What you need to do
The expected output is each line below containing "preloader", copied in full.
⁂
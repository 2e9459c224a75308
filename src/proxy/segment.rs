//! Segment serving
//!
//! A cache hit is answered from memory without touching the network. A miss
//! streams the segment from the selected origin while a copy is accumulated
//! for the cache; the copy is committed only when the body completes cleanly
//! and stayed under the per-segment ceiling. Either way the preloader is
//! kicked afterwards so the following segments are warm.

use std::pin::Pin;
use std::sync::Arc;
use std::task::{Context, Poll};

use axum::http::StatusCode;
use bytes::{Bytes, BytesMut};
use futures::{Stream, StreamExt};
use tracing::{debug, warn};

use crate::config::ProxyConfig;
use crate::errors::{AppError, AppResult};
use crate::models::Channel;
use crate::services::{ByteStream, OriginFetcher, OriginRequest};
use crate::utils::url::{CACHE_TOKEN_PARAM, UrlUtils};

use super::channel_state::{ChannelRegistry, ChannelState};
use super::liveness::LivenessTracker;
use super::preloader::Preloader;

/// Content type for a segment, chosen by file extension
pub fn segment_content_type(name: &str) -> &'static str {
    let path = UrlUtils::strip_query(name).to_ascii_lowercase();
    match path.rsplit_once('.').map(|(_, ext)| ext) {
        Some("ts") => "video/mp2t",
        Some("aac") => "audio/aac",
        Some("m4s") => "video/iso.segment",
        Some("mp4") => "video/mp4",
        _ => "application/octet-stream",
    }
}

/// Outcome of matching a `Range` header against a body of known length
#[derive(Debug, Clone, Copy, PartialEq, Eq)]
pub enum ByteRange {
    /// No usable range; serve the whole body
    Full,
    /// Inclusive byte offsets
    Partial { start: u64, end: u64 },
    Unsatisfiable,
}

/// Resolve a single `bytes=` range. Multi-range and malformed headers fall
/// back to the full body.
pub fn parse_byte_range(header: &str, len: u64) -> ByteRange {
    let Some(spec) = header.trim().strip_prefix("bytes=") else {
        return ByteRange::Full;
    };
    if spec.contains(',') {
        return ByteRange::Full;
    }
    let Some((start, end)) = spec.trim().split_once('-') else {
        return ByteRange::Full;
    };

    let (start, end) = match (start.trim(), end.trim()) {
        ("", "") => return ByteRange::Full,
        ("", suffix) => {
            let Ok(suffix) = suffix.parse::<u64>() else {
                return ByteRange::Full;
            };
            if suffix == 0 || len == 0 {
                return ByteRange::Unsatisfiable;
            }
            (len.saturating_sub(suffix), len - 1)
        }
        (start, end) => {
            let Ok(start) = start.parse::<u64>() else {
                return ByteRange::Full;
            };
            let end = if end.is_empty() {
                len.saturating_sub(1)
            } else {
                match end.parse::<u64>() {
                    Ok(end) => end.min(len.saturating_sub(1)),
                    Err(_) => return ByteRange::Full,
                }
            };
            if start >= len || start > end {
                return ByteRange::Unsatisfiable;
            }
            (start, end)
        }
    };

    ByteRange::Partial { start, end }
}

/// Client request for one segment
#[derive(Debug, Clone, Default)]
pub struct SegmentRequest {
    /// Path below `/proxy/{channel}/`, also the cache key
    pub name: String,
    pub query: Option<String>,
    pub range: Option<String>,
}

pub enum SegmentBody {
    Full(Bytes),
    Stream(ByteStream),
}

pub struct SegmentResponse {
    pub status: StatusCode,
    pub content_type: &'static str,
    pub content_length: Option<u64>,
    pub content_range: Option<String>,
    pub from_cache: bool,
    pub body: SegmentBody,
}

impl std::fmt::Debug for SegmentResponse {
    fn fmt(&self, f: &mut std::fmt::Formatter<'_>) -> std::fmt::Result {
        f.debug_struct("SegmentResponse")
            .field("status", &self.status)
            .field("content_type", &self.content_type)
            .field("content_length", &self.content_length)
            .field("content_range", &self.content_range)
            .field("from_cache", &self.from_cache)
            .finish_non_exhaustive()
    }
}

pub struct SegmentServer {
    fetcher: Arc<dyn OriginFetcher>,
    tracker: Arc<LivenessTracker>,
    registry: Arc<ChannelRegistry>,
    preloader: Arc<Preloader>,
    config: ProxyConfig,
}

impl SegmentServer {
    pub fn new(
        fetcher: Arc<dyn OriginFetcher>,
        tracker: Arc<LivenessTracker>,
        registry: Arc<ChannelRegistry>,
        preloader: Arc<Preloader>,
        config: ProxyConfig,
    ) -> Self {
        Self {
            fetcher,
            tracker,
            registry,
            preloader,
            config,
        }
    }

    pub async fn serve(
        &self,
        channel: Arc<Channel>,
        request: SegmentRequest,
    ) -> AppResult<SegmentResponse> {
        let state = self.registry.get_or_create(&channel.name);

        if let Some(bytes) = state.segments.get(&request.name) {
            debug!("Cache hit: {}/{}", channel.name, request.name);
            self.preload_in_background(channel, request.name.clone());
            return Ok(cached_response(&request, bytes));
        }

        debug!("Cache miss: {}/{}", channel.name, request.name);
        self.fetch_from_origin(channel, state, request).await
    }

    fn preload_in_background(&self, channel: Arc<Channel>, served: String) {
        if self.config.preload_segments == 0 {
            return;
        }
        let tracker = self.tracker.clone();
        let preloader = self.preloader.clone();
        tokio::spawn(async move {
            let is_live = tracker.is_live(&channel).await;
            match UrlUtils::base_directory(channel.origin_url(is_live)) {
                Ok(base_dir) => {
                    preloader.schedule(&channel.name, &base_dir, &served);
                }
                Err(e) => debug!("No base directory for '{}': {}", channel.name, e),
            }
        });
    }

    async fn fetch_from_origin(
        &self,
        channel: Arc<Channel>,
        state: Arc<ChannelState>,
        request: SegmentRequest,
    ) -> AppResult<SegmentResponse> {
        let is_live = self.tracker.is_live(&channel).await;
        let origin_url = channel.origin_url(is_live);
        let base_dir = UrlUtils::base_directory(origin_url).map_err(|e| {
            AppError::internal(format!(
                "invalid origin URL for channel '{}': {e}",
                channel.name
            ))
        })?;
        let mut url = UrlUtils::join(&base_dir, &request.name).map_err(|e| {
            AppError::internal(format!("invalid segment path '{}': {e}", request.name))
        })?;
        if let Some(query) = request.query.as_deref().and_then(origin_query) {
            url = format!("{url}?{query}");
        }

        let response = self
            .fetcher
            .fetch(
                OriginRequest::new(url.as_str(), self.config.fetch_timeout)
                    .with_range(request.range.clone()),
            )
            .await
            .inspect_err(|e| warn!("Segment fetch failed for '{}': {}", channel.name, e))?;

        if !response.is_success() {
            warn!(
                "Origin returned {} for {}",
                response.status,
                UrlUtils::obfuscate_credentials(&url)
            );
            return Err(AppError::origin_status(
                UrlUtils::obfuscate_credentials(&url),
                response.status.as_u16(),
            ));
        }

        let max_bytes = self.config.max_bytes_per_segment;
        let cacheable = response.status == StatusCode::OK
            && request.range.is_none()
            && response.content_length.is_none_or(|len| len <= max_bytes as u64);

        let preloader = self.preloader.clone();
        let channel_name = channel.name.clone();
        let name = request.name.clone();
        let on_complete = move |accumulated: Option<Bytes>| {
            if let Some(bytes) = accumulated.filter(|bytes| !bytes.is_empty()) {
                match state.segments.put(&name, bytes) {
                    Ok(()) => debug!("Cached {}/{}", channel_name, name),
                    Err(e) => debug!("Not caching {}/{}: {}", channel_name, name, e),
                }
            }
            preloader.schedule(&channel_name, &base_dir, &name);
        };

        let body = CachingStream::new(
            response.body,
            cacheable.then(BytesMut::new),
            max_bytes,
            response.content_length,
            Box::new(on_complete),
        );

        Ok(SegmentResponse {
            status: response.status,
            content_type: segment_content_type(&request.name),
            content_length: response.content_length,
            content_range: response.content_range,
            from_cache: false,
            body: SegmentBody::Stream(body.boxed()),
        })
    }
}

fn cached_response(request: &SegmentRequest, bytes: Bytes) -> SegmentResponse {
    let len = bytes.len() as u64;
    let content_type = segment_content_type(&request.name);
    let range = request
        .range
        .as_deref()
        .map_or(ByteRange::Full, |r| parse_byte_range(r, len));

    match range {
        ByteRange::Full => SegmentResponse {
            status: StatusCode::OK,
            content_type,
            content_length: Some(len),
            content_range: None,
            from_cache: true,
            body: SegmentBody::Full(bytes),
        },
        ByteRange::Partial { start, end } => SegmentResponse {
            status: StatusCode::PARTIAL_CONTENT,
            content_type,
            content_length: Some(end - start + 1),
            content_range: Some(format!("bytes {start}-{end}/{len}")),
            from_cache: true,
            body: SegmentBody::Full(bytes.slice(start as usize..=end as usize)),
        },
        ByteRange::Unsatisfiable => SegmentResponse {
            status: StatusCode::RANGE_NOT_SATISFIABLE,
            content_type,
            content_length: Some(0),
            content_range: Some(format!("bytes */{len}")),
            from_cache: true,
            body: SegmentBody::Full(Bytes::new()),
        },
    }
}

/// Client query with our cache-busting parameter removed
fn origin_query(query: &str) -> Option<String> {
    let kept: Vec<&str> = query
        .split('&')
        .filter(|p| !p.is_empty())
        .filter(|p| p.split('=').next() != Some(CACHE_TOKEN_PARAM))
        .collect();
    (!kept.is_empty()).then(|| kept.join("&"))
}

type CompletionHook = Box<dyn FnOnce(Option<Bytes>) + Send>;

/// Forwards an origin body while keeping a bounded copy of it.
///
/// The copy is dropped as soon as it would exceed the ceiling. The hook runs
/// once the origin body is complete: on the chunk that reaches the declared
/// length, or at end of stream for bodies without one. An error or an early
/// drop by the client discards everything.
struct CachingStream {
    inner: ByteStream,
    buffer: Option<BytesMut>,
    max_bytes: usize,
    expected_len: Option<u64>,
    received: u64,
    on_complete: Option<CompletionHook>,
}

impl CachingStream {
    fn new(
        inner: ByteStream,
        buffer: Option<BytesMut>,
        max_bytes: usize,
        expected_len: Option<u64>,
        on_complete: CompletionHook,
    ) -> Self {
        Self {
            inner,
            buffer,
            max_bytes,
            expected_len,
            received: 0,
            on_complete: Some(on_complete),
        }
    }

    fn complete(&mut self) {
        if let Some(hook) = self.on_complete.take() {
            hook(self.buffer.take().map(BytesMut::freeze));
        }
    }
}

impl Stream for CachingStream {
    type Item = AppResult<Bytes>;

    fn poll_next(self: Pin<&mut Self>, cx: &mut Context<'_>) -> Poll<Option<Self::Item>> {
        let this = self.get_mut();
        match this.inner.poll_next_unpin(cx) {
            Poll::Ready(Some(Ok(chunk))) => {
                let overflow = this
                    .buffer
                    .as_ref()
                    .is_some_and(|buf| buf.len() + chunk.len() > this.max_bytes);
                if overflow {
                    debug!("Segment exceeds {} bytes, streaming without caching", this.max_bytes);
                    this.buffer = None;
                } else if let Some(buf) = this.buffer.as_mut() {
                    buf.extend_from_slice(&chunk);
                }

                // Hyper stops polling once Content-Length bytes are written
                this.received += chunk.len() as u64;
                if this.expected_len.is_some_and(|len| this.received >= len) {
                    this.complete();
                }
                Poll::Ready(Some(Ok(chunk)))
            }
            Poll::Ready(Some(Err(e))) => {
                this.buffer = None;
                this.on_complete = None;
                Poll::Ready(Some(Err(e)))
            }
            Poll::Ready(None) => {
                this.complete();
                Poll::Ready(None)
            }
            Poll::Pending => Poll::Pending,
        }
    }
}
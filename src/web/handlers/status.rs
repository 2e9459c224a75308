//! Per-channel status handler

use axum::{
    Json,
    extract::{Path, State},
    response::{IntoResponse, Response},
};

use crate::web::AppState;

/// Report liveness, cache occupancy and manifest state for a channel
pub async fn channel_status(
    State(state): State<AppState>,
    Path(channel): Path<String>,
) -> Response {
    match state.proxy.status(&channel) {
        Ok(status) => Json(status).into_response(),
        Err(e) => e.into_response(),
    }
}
⁂
Solved problem
//! and stayed under the per-segment ceiling. Either way the preloader is
use super::preloader::Preloader;
    preloader: Arc<Preloader>,
        preloader: Arc<Preloader>,
            preloader,
        let preloader = self.preloader.clone();
                    preloader.schedule(&channel.name, &base_dir, &served);
        let preloader = self.preloader.clone();
            preloader.schedule(&channel_name, &base_dir, &name);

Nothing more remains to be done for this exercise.